L'Égypte semble en passe de rompre avec les pratiques passées et de laisser flotter sa monnaie conformément aux réformes soutenues par le FMI, mais les changements structurels qui pourraient sortir le pays d'un cycle de renflouements semblent moins probables.

Après deux années de pénurie chronique de devises étrangères, l'Égypte a obtenu une manne de financement depuis la fin du mois de février, dont 24 milliards de dollars de nouveaux fonds pour un projet des Émirats arabes unis visant à développer une ville sur la côte méditerranéenne et plus de 15 milliards de dollars du Fonds monétaire international, de l'Union européenne et de la Banque mondiale.

Dans le cadre d'un accord avec le FMI en mars, la banque centrale a permis à la livre de se déprécier fortement, une mesure qu'elle a prise à plusieurs reprises au cours des années précédentes, pour ensuite revenir à un contrôle strict du taux de change lorsque la livre était sous pression.

Cette fois-ci pourrait être différente : bien que certaines restrictions soient toujours en place, la monnaie s'échange généralement librement, selon les banquiers et les analystes.

Après le flottement, les investisseurs étrangers ont testé à deux reprises l'engagement de la banque centrale en faveur d'un taux de change flexible, le 25 mars et le 15 avril, en vendant des centaines de millions de dollars de bons du Trésor en livres égyptiennes et en rapatriant les bénéfices, ont déclaré à Reuters trois banquiers commerciaux de haut rang et un banquier d'affaires.
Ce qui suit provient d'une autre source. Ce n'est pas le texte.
use canopy_core::error::Result;
use canopy_core::models::{AlertQuery, ClusterSummary, ClusteredRecord, PublishMode, PublishReport};
use canopy_core::ports::{AlertSource, SheetBackend};
use canopy_geo::{
    enrich, join_centroids, to_planar, AreaOfInterest, GeoBackend, GeometryBackend, Projector,
    ReferenceLayer,
};
use canopy_publish::Publisher;
use serde::Serialize;

use crate::area::{aggregate, attach, centroids};
use crate::engine::{ClusterEngine, ClusterOptions, ClusterStats};

/// Run-level settings besides the collaborators themselves
#[derive(Debug, Clone, Default)]
pub struct PipelineOptions {
    pub cluster: ClusterOptions,
    pub publish_mode: PublishMode,
    pub dedup: bool,
}

/// What one pipeline run did
#[derive(Debug, Clone, Serialize)]
pub struct RunReport {
    /// Alerts returned by the source
    pub fetched: usize,

    /// Alerts left after clipping to the AOI
    pub in_aoi: usize,

    pub stats: ClusterStats,

    /// Non-fatal geometry warnings, rendered
    pub warnings: Vec<String>,

    pub summaries: Vec<ClusterSummary>,

    pub rows: Vec<ClusteredRecord>,

    /// `None` when there was nothing to publish
    pub publish: Option<PublishReport>,
}

impl RunReport {
    fn empty(fetched: usize) -> Self {
        Self {
            fetched,
            in_aoi: 0,
            stats: ClusterStats::default(),
            warnings: Vec::new(),
            summaries: Vec::new(),
            rows: Vec::new(),
            publish: None,
        }
    }

    pub fn total_area_m2(&self) -> f64 {
        self.summaries.iter().map(|s| s.area_m2).sum()
    }
}

/// Fetch, enrich, cluster and publish one batch of alerts
pub struct AlertPipeline<S, B, P, G = GeoBackend>
where
    S: AlertSource,
    B: SheetBackend,
    P: Projector,
    G: GeometryBackend,
{
    source: S,
    publisher: Publisher<B>,
    projector: P,
    layers: Vec<ReferenceLayer>,
    engine: ClusterEngine<G>,
    options: PipelineOptions,
}

impl<S, B, P> AlertPipeline<S, B, P>
where
    S: AlertSource,
    B: SheetBackend,
    P: Projector,
{
    pub fn new(
        source: S,
        publisher: Publisher<B>,
        projector: P,
        layers: Vec<ReferenceLayer>,
        options: PipelineOptions,
    ) -> Self {
        let engine = ClusterEngine::new(options.cluster.clone());
        Self { source, publisher, projector, layers, engine, options }
    }
}

impl<S, B, P, G> AlertPipeline<S, B, P, G>
where
    S: AlertSource,
    B: SheetBackend,
    P: Projector,
    G: GeometryBackend,
{
    /// Pipeline around a prepared engine; its options replace `options.cluster`
    pub fn with_engine(
        source: S,
        publisher: Publisher<B>,
        projector: P,
        layers: Vec<ReferenceLayer>,
        engine: ClusterEngine<G>,
        mut options: PipelineOptions,
    ) -> Self {
        options.cluster = engine.options().clone();
        Self { source, publisher, projector, layers, engine, options }
    }

    pub fn publisher(&self) -> &Publisher<B> {
        &self.publisher
    }

    /// Execute one run.
    ///
    /// Stages: fetch, clip to the AOI, enrich from reference layers, project,
    /// cluster, measure, join cluster centroids back onto the layers, publish.
    /// An empty batch after clipping skips publishing.
    pub async fn execute(&self, query: &AlertQuery) -> Result<RunReport> {
        // Phase 1: Fetch and clip
        let records = self.source.fetch(query).await?;
        let fetched = records.len();

        let aoi = AreaOfInterest::from_ring(&query.aoi)?;
        let mut records = aoi.clip(records);
        if records.is_empty() {
            tracing::info!(fetched, "No alerts inside the AOI, nothing to publish");
            return Ok(RunReport::empty(fetched));
        }
        let in_aoi = records.len();

        // Phase 2: Attribute enrichment
        enrich(&mut records, &self.layers);

        // Phase 3: Clustering and area
        let planar = to_planar(&records, &self.projector)?;
        let clustering = self.engine.cluster(&planar, &records)?;
        let mut summaries = aggregate(&clustering, self.engine.backend());
        centroids(&mut summaries, &self.projector)?;

        for layer in &self.layers {
            join_centroids(&mut records, &clustering.labels, &summaries, layer);
        }

        let rows = attach(&records, &clustering, &summaries);

        // Phase 4: Publish
        let report =
            self.publisher.publish(&rows, self.options.publish_mode, self.options.dedup).await?;
        self.publisher.log_run(&report, report.published_at).await?;

        tracing::info!(
            fetched,
            in_aoi,
            clusters = summaries.len(),
            crs = %self.projector.planar_crs().authority_code(),
            rows_written = report.rows_written,
            "Run complete"
        );

        Ok(RunReport {
            fetched,
            in_aoi,
            stats: clustering.stats,
            warnings: clustering.warnings.iter().map(|w| w.to_string()).collect(),
            summaries,
            rows,
            publish: Some(report),
        })
    }
}

#[cfg(test)]
mod tests {
    use super::*;
    use async_trait::async_trait;
    use canopy_core::error::CanopyError;
    use canopy_core::models::{AlertRecord, ClusterId, Crs, FootprintShape};
    use canopy_geo::{FootprintIndex, ReferenceFeature, ReferenceLayer};
    use canopy_publish::MemorySheets;
    use chrono::NaiveDate;
    use geo::{Coord, MultiPolygon, Polygon, Rect};
    use serde_json::Value;
    use std::sync::atomic::{AtomicUsize, Ordering};

    struct StubSource {
        records: Vec<AlertRecord>,
    }

    #[async_trait]
    impl AlertSource for StubSource {
        async fn fetch(&self, _query: &AlertQuery) -> Result<Vec<AlertRecord>> {
            Ok(self.records.clone())
        }

        fn dataset(&self) -> &str {
            "stub"
        }
    }

    struct FailingSource;

    #[async_trait]
    impl AlertSource for FailingSource {
        async fn fetch(&self, _query: &AlertQuery) -> Result<Vec<AlertRecord>> {
            Err(CanopyError::Source { reason: "503".to_string() })
        }

        fn dataset(&self) -> &str {
            "failing"
        }
    }

    /// 1e-5 degrees per meter
    struct MeterGrid {
        crs: Crs,
    }

    impl Projector for MeterGrid {
        fn planar_crs(&self) -> &Crs {
            &self.crs
        }

        fn forward(&self, longitude: f64, latitude: f64) -> Result<Coord<f64>> {
            Ok(Coord { x: longitude * 100_000.0, y: latitude * 100_000.0 })
        }

        fn inverse(&self, planar: Coord<f64>) -> Result<Coord<f64>> {
            Ok(Coord { x: planar.x / 100_000.0, y: planar.y / 100_000.0 })
        }
    }

    fn query() -> AlertQuery {
        AlertQuery {
            aoi: vec![[110.0, 0.5], [110.5, 0.5], [110.5, 1.0], [110.0, 1.0], [110.0, 0.5]],
            start: NaiveDate::from_ymd_opt(2025, 7, 1).unwrap(),
            end: NaiveDate::from_ymd_opt(2025, 10, 1).unwrap(),
        }
    }

    fn pipeline<S: AlertSource>(source: S, layers: Vec<ReferenceLayer>) -> AlertPipeline<S, MemorySheets, MeterGrid> {
        AlertPipeline::new(
            source,
            Publisher::new(MemorySheets::new(), "alerts", "log"),
            MeterGrid { crs: Crs::utm(49, true) },
            layers,
            PipelineOptions::default(),
        )
    }

    #[tokio::test]
    async fn test_full_run() {
        let source = StubSource {
            records: vec![
                AlertRecord::new(110.20000, 0.70000),
                AlertRecord::new(110.20010, 0.70000),
                AlertRecord::new(110.30000, 0.80000),
                AlertRecord::new(110.30005, 0.80000),
                // Outside the AOI
                AlertRecord::new(111.00000, 0.80000),
            ],
        };
        let pipeline = pipeline(source, vec![]);

        let report = pipeline.execute(&query()).await.unwrap();

        assert_eq!(report.fetched, 5);
        assert_eq!(report.in_aoi, 4);
        assert_eq!(report.summaries.len(), 2);
        assert!(report.summaries.iter().all(|s| s.point_count() == 2));
        assert_eq!(report.rows[3].cluster_id, ClusterId::Sequence(2));

        let sheet = pipeline.publisher().backend().rows("alerts");
        assert_eq!(sheet.len(), 5);
        assert_eq!(pipeline.publisher().backend().rows("log").len(), 1);
    }

    #[tokio::test]
    async fn test_empty_run_skips_publish() {
        let pipeline = pipeline(StubSource { records: vec![] }, vec![]);

        let report = pipeline.execute(&query()).await.unwrap();

        assert!(report.publish.is_none());
        assert!(report.summaries.is_empty());
        assert!(pipeline.publisher().backend().rows("alerts").is_empty());
        assert!(pipeline.publisher().backend().rows("log").is_empty());
    }

    #[tokio::test]
    async fn test_enrichment_and_centroid_join() {
        let layer = ReferenceLayer::new(
            "district",
            "NAME_3",
            vec![ReferenceFeature {
                value: Value::from("Sanggau"),
                geometry: MultiPolygon::new(vec![Rect::new((110.1, 0.6), (110.25, 0.75)).to_polygon()]),
            }],
        );
        let source = StubSource {
            records: vec![AlertRecord::new(110.2, 0.7), AlertRecord::new(110.4, 0.9)],
        };
        let pipeline = pipeline(source, vec![layer]);

        let report = pipeline.execute(&query()).await.unwrap();

        let first = &report.rows[0].record.attributes;
        assert_eq!(first["district"], Value::from("Sanggau"));
        assert_eq!(first["cluster_district"], Value::from("Sanggau"));
        assert_eq!(report.rows[1].record.attributes["district"], Value::Null);
    }

    /// Delegates to `GeoBackend` but never reports contact
    #[derive(Default)]
    struct Isolating {
        checks: AtomicUsize,
    }

    impl GeometryBackend for Isolating {
        type Index = FootprintIndex;

        fn buffer(&self, center: Coord<f64>, shape: &FootprintShape) -> Polygon<f64> {
            GeoBackend.buffer(center, shape)
        }

        fn build_index<'a>(
            &self,
            footprints: impl IntoIterator<Item = (usize, &'a Polygon<f64>)>,
        ) -> Self::Index {
            GeoBackend.build_index(footprints)
        }

        fn intersects(&self, _a: &Polygon<f64>, _b: &Polygon<f64>) -> bool {
            self.checks.fetch_add(1, Ordering::Relaxed);
            false
        }

        fn union_polygons(&self, polygons: &[Polygon<f64>]) -> MultiPolygon<f64> {
            GeoBackend.union_polygons(polygons)
        }

        fn area(&self, geometry: &MultiPolygon<f64>) -> f64 {
            GeoBackend.area(geometry)
        }

        fn centroid(&self, geometry: &MultiPolygon<f64>) -> Option<Coord<f64>> {
            GeoBackend.centroid(geometry)
        }
    }

    #[tokio::test]
    async fn test_custom_geometry_backend_is_used() {
        let source = StubSource {
            records: vec![AlertRecord::new(110.20000, 0.70000), AlertRecord::new(110.20005, 0.70000)],
        };
        let engine = ClusterEngine::with_backend(ClusterOptions::default(), Isolating::default());
        let pipeline = AlertPipeline::with_engine(
            source,
            Publisher::new(MemorySheets::new(), "alerts", "log"),
            MeterGrid { crs: Crs::utm(49, true) },
            vec![],
            engine,
            PipelineOptions::default(),
        );

        let report = pipeline.execute(&query()).await.unwrap();

        // Same input merges under the default backend
        assert_eq!(report.summaries.len(), 2);
        assert!(report.summaries.iter().all(|s| s.area_m2 == 125.44));
        assert_eq!(pipeline.engine.backend().checks.load(Ordering::Relaxed), 1);
    }

    #[tokio::test]
    async fn test_source_failure_propagates() {
        let pipeline = pipeline(FailingSource, vec![]);
        let err = pipeline.execute(&query()).await.unwrap_err();
        assert!(matches!(err, CanopyError::Source { .. }));
    }
}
La banque centrale n'est intervenue à aucun moment et a plutôt laissé la livre s'affaiblir par rapport au dollar, laissant croire aux investisseurs que la monnaie flottait réellement, ont déclaré les banquiers.

TROP GROSSE POUR FAIRE FAILLITE

Les observateurs perçoivent d'autres signes de changement. Selon deux banquiers et plusieurs hommes d'affaires, le gouvernement a ralenti ses dépenses dans les grands projets d'infrastructure qui ont fait grimper la dette extérieure de l'Égypte. Un diplomate occidental a déclaré qu'il pensait que le gouvernement s'en tiendrait aux plans de paiement des arriérés accumulés auprès des entreprises étrangères.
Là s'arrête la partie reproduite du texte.